YOUR TASK:
From the entries below, reproduce exactly the line containing "pub enum FetchError", the line containing "return FetchError::NotFound(message.to_string());", and every line in between, with nothing added.

/---

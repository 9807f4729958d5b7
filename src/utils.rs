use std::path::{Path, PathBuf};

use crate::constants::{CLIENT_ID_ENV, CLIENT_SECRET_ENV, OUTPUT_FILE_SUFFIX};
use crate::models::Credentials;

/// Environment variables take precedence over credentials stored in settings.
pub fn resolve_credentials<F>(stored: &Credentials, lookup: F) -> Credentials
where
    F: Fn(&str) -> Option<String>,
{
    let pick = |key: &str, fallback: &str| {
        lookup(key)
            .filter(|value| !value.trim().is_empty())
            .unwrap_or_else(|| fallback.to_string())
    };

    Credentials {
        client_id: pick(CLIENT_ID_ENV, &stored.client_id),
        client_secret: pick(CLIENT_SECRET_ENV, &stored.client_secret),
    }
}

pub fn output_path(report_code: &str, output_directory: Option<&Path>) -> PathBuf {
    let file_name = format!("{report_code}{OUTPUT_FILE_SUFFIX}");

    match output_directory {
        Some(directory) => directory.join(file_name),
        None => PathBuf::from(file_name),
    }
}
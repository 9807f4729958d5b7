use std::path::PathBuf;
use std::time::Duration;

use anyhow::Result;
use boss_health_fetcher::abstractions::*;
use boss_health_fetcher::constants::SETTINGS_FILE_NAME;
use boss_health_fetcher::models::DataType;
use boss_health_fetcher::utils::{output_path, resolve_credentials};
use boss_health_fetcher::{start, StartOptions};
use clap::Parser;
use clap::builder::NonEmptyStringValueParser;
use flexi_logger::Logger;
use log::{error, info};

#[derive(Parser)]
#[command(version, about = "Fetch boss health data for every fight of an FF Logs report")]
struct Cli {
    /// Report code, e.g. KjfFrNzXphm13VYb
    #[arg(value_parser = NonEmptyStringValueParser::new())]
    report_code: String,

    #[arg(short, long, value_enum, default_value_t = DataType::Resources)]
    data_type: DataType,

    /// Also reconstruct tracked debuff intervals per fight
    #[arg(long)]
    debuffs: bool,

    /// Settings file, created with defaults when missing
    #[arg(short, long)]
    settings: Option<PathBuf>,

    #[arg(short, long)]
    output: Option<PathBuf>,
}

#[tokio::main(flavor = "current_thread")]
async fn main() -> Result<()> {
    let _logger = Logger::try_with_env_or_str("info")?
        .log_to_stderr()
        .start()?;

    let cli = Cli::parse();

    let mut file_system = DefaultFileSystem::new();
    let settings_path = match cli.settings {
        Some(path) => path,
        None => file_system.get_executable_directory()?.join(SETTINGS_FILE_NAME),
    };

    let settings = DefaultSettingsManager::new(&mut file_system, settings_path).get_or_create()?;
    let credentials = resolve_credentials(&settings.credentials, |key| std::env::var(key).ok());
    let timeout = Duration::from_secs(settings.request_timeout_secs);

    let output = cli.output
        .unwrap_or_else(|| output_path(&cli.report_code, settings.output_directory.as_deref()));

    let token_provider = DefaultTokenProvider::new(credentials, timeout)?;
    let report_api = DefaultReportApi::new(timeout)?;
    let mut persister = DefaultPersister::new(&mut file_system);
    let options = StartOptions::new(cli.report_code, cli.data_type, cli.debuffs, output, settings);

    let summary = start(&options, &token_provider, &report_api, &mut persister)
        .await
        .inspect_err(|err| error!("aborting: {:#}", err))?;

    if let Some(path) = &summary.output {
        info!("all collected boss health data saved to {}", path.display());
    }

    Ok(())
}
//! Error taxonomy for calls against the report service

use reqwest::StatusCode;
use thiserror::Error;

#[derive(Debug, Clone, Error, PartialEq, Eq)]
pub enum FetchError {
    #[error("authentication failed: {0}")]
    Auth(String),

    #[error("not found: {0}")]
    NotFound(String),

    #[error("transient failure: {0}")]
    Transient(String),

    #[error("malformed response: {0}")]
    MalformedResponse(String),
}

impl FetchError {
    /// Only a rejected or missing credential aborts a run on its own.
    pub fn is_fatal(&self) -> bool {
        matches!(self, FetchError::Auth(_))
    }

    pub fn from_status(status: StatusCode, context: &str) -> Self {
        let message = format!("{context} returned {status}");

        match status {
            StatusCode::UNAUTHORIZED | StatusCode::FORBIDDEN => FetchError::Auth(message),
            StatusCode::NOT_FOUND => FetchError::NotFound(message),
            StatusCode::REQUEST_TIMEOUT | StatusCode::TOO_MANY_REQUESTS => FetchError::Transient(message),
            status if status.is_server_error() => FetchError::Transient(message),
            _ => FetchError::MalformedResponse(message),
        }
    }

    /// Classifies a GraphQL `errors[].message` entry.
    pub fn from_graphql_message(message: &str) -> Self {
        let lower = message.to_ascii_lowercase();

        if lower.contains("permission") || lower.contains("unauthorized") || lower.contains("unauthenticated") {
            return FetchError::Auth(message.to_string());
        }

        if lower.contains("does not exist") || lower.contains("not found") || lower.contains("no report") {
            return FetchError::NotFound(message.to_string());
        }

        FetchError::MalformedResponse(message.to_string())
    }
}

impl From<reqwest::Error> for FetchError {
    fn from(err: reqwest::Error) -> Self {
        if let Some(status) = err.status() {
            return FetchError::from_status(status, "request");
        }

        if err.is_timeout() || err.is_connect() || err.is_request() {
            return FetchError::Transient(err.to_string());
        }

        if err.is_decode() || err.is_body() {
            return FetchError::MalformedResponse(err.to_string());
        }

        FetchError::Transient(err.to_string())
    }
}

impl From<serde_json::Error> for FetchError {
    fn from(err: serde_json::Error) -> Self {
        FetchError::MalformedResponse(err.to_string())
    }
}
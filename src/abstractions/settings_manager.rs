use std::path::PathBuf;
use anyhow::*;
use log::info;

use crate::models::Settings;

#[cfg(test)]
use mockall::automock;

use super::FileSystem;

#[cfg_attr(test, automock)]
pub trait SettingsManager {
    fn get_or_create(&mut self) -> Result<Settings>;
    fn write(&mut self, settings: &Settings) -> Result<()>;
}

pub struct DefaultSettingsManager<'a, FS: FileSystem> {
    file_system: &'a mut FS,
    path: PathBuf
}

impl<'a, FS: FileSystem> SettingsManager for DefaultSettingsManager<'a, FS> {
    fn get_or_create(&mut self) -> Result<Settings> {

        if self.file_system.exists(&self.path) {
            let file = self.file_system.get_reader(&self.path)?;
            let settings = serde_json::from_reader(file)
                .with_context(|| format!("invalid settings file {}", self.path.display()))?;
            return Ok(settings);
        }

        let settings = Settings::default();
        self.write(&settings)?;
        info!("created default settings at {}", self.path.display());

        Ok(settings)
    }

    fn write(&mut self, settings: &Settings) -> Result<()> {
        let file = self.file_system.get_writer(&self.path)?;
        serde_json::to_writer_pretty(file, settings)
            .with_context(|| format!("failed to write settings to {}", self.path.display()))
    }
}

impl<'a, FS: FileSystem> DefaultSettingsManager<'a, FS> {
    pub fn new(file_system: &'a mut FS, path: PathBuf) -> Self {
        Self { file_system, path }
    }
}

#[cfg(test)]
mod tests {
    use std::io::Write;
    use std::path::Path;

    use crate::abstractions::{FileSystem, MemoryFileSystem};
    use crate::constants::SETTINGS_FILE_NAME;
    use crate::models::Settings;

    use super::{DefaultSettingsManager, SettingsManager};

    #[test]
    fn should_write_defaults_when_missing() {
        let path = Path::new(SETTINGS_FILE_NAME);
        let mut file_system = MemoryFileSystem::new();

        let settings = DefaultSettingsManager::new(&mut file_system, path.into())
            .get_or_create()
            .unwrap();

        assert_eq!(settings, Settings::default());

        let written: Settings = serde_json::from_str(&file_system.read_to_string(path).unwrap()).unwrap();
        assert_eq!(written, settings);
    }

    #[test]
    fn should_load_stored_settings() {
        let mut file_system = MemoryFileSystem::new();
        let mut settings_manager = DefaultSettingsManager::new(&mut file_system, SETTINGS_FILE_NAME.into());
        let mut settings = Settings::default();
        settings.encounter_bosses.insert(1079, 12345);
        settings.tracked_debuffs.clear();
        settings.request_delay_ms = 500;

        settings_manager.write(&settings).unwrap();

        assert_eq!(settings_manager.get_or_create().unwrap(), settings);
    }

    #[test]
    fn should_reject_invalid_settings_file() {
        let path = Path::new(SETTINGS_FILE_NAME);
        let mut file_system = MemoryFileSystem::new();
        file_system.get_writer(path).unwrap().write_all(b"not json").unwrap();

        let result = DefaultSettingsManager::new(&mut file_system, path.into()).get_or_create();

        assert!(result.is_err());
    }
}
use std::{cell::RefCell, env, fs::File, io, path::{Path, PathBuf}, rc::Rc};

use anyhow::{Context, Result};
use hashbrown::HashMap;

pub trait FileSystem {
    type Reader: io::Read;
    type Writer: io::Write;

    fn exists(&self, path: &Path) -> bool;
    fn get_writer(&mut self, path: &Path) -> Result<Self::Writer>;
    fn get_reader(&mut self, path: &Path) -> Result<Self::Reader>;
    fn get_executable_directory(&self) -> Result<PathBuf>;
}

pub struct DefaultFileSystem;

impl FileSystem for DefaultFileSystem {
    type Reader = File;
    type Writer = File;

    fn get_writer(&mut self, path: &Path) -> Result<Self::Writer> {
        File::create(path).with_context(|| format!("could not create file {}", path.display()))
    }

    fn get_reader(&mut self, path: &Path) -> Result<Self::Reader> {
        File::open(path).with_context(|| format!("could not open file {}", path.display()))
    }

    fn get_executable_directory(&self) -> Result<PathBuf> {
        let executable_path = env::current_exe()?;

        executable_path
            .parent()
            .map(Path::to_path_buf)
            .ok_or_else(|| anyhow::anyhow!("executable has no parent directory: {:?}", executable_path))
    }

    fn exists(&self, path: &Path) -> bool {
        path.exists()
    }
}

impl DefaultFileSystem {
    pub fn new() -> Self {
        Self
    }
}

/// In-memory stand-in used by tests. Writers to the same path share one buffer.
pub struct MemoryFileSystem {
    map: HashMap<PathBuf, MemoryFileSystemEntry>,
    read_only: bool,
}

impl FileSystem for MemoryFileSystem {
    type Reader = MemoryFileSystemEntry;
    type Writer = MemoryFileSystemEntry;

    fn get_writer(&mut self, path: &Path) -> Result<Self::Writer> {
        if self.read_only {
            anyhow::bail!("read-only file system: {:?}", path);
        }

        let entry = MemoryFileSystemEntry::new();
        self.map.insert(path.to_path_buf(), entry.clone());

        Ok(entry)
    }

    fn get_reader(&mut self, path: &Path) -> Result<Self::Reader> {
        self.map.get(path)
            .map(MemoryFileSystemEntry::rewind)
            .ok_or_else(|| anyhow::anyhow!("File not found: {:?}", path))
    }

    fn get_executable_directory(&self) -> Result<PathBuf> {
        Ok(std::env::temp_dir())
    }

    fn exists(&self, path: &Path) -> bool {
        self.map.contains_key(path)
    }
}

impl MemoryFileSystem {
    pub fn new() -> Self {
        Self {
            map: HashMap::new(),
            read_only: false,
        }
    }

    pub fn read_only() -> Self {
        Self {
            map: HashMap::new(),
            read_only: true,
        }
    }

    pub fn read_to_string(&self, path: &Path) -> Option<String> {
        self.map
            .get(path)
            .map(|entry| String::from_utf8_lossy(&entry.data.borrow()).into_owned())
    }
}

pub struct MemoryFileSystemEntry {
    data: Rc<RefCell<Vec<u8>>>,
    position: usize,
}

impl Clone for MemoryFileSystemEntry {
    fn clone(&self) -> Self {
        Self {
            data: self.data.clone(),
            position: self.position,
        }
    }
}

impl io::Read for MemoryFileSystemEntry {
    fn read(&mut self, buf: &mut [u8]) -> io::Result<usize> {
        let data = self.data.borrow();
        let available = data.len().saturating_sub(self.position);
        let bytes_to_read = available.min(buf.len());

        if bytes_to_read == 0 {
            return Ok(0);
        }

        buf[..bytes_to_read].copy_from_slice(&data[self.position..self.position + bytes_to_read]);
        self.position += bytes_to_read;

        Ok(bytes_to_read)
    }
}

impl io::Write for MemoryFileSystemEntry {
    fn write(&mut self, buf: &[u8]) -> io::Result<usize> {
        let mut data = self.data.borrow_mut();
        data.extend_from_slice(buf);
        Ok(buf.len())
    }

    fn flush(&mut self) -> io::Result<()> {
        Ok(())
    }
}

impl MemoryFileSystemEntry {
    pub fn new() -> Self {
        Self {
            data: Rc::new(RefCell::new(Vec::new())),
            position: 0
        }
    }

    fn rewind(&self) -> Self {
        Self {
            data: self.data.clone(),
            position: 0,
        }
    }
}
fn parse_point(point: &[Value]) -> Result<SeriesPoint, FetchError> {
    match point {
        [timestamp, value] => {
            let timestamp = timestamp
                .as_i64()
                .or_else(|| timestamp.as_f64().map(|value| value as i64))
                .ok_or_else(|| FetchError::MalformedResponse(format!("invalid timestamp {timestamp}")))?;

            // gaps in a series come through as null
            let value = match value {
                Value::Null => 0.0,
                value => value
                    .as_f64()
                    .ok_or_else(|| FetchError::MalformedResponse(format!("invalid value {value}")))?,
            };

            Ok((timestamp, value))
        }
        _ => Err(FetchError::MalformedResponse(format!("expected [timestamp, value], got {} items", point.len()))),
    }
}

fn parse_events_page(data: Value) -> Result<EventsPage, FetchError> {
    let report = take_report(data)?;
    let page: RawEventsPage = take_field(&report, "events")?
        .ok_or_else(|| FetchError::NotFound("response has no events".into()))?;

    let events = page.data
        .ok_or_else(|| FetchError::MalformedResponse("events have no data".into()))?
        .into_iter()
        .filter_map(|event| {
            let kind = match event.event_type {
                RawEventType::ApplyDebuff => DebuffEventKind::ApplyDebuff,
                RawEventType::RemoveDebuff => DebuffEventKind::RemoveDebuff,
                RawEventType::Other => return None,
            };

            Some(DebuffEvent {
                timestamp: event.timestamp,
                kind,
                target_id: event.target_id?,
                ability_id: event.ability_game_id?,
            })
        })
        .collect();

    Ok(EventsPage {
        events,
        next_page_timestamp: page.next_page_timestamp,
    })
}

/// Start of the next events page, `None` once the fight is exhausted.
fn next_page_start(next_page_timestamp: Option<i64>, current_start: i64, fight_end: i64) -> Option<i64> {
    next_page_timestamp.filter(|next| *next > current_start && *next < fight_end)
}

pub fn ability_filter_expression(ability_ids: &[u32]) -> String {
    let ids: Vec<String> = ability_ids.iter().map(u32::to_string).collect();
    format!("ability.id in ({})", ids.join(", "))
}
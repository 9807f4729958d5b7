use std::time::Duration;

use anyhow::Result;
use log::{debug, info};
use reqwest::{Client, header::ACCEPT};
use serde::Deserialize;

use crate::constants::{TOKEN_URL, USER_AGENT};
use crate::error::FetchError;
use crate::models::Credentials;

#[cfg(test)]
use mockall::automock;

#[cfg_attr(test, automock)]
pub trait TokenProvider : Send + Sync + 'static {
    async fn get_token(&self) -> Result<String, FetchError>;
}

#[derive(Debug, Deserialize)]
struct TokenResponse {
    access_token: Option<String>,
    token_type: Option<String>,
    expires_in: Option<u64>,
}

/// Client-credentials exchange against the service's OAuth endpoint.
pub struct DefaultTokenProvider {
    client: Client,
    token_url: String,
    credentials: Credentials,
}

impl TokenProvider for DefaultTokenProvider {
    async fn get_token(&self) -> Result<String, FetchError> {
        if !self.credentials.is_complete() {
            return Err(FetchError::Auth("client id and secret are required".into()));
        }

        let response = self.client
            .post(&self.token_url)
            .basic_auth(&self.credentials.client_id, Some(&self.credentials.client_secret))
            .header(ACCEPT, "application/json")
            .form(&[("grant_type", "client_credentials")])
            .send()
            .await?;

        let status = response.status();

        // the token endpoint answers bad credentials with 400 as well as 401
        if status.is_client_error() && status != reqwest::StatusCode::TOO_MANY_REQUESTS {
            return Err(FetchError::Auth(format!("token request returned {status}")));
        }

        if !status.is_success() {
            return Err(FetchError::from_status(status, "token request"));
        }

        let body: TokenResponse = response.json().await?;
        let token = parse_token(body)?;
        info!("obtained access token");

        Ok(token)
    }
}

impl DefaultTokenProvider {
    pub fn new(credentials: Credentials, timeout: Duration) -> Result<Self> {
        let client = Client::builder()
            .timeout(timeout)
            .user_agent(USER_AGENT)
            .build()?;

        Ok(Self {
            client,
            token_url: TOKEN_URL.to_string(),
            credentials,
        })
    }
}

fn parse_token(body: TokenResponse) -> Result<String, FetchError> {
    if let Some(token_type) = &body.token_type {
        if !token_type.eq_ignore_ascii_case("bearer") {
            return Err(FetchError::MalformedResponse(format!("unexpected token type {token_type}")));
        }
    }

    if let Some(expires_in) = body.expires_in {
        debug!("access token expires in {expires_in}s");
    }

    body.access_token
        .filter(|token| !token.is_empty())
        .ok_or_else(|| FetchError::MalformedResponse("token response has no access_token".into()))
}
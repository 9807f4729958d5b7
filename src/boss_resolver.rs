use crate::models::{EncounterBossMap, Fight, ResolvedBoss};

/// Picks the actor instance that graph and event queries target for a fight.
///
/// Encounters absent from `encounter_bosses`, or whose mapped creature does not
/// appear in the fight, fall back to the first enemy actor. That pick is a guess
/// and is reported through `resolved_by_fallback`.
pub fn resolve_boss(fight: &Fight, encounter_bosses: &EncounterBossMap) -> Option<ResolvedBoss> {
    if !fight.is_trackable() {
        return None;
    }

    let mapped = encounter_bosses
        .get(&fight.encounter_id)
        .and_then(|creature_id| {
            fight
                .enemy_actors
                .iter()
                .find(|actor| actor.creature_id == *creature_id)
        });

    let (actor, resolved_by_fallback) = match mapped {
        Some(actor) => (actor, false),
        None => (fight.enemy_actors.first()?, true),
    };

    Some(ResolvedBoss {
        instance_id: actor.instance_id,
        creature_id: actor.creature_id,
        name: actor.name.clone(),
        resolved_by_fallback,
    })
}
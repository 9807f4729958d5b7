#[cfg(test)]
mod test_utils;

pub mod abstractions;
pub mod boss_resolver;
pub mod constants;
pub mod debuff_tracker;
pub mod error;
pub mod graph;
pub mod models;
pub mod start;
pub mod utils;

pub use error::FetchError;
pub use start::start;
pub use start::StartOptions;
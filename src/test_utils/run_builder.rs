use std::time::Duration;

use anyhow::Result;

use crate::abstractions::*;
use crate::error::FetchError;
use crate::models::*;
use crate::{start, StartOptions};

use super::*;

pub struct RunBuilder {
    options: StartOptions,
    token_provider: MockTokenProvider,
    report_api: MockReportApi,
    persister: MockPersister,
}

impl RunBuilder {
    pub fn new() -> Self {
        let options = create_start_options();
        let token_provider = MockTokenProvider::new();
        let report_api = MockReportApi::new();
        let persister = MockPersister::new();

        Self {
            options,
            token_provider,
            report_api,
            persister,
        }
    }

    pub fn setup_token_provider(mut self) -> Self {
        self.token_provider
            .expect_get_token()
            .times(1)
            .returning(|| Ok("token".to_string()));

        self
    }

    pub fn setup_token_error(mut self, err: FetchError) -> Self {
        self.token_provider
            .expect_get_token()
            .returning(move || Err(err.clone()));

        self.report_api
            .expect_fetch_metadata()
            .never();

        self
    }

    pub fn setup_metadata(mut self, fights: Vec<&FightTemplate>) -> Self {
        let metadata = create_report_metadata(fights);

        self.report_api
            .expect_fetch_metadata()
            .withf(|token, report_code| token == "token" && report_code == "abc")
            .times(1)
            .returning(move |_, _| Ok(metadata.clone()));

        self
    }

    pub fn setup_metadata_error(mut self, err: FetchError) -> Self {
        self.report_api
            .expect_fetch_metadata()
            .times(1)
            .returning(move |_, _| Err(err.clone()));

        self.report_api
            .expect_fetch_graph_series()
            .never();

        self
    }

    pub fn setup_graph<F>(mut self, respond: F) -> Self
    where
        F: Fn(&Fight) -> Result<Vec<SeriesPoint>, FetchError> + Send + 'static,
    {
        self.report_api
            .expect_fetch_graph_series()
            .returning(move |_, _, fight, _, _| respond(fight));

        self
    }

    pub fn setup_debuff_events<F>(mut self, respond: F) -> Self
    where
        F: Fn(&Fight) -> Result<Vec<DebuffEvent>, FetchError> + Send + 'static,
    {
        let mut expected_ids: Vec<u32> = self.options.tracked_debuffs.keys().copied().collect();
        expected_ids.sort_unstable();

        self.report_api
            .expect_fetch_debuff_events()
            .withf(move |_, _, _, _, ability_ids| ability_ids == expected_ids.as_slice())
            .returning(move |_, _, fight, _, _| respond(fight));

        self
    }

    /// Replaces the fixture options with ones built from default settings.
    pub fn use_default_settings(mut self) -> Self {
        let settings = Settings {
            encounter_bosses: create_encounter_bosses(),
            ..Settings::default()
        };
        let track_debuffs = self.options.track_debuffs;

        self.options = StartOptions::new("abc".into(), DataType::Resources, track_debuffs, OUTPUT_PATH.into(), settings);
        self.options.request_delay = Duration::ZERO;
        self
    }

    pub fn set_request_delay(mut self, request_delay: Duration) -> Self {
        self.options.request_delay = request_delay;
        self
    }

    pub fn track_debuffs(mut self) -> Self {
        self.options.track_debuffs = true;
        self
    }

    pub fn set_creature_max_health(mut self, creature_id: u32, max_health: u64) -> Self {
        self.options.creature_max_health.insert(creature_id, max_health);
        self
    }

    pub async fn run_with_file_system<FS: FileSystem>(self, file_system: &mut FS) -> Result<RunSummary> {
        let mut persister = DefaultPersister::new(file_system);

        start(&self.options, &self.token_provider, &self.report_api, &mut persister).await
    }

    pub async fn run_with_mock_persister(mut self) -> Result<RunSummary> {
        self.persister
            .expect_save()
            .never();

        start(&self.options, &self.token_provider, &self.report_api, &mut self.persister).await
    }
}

\---

EXERCISE RESULT:
pub enum FetchError {
    #[error("authentication failed: {0}")]
    Auth(String),

    #[error("not found: {0}")]
    NotFound(String),

    #[error("transient failure: {0}")]
    Transient(String),

    #[error("malformed response: {0}")]
    MalformedResponse(String),
}

impl FetchError {
    /// Only a rejected or missing credential aborts a run on its own.
    pub fn is_fatal(&self) -> bool {
        matches!(self, FetchError::Auth(_))
    }

    pub fn from_status(status: StatusCode, context: &str) -> Self {
        let message = format!("{context} returned {status}");

        match status {
            StatusCode::UNAUTHORIZED | StatusCode::FORBIDDEN => FetchError::Auth(message),
            StatusCode::NOT_FOUND => FetchError::NotFound(message),
            StatusCode::REQUEST_TIMEOUT | StatusCode::TOO_MANY_REQUESTS => FetchError::Transient(message),
            status if status.is_server_error() => FetchError::Transient(message),
            _ => FetchError::MalformedResponse(message),
        }
    }

    /// Classifies a GraphQL `errors[].message` entry.
    pub fn from_graphql_message(message: &str) -> Self {
        let lower = message.to_ascii_lowercase();

        if lower.contains("permission") || lower.contains("unauthorized") || lower.contains("unauthenticated") {
            return FetchError::Auth(message.to_string());
        }

        if lower.contains("does not exist") || lower.contains("not found") || lower.contains("no report") {
            return FetchError::NotFound(message.to_string());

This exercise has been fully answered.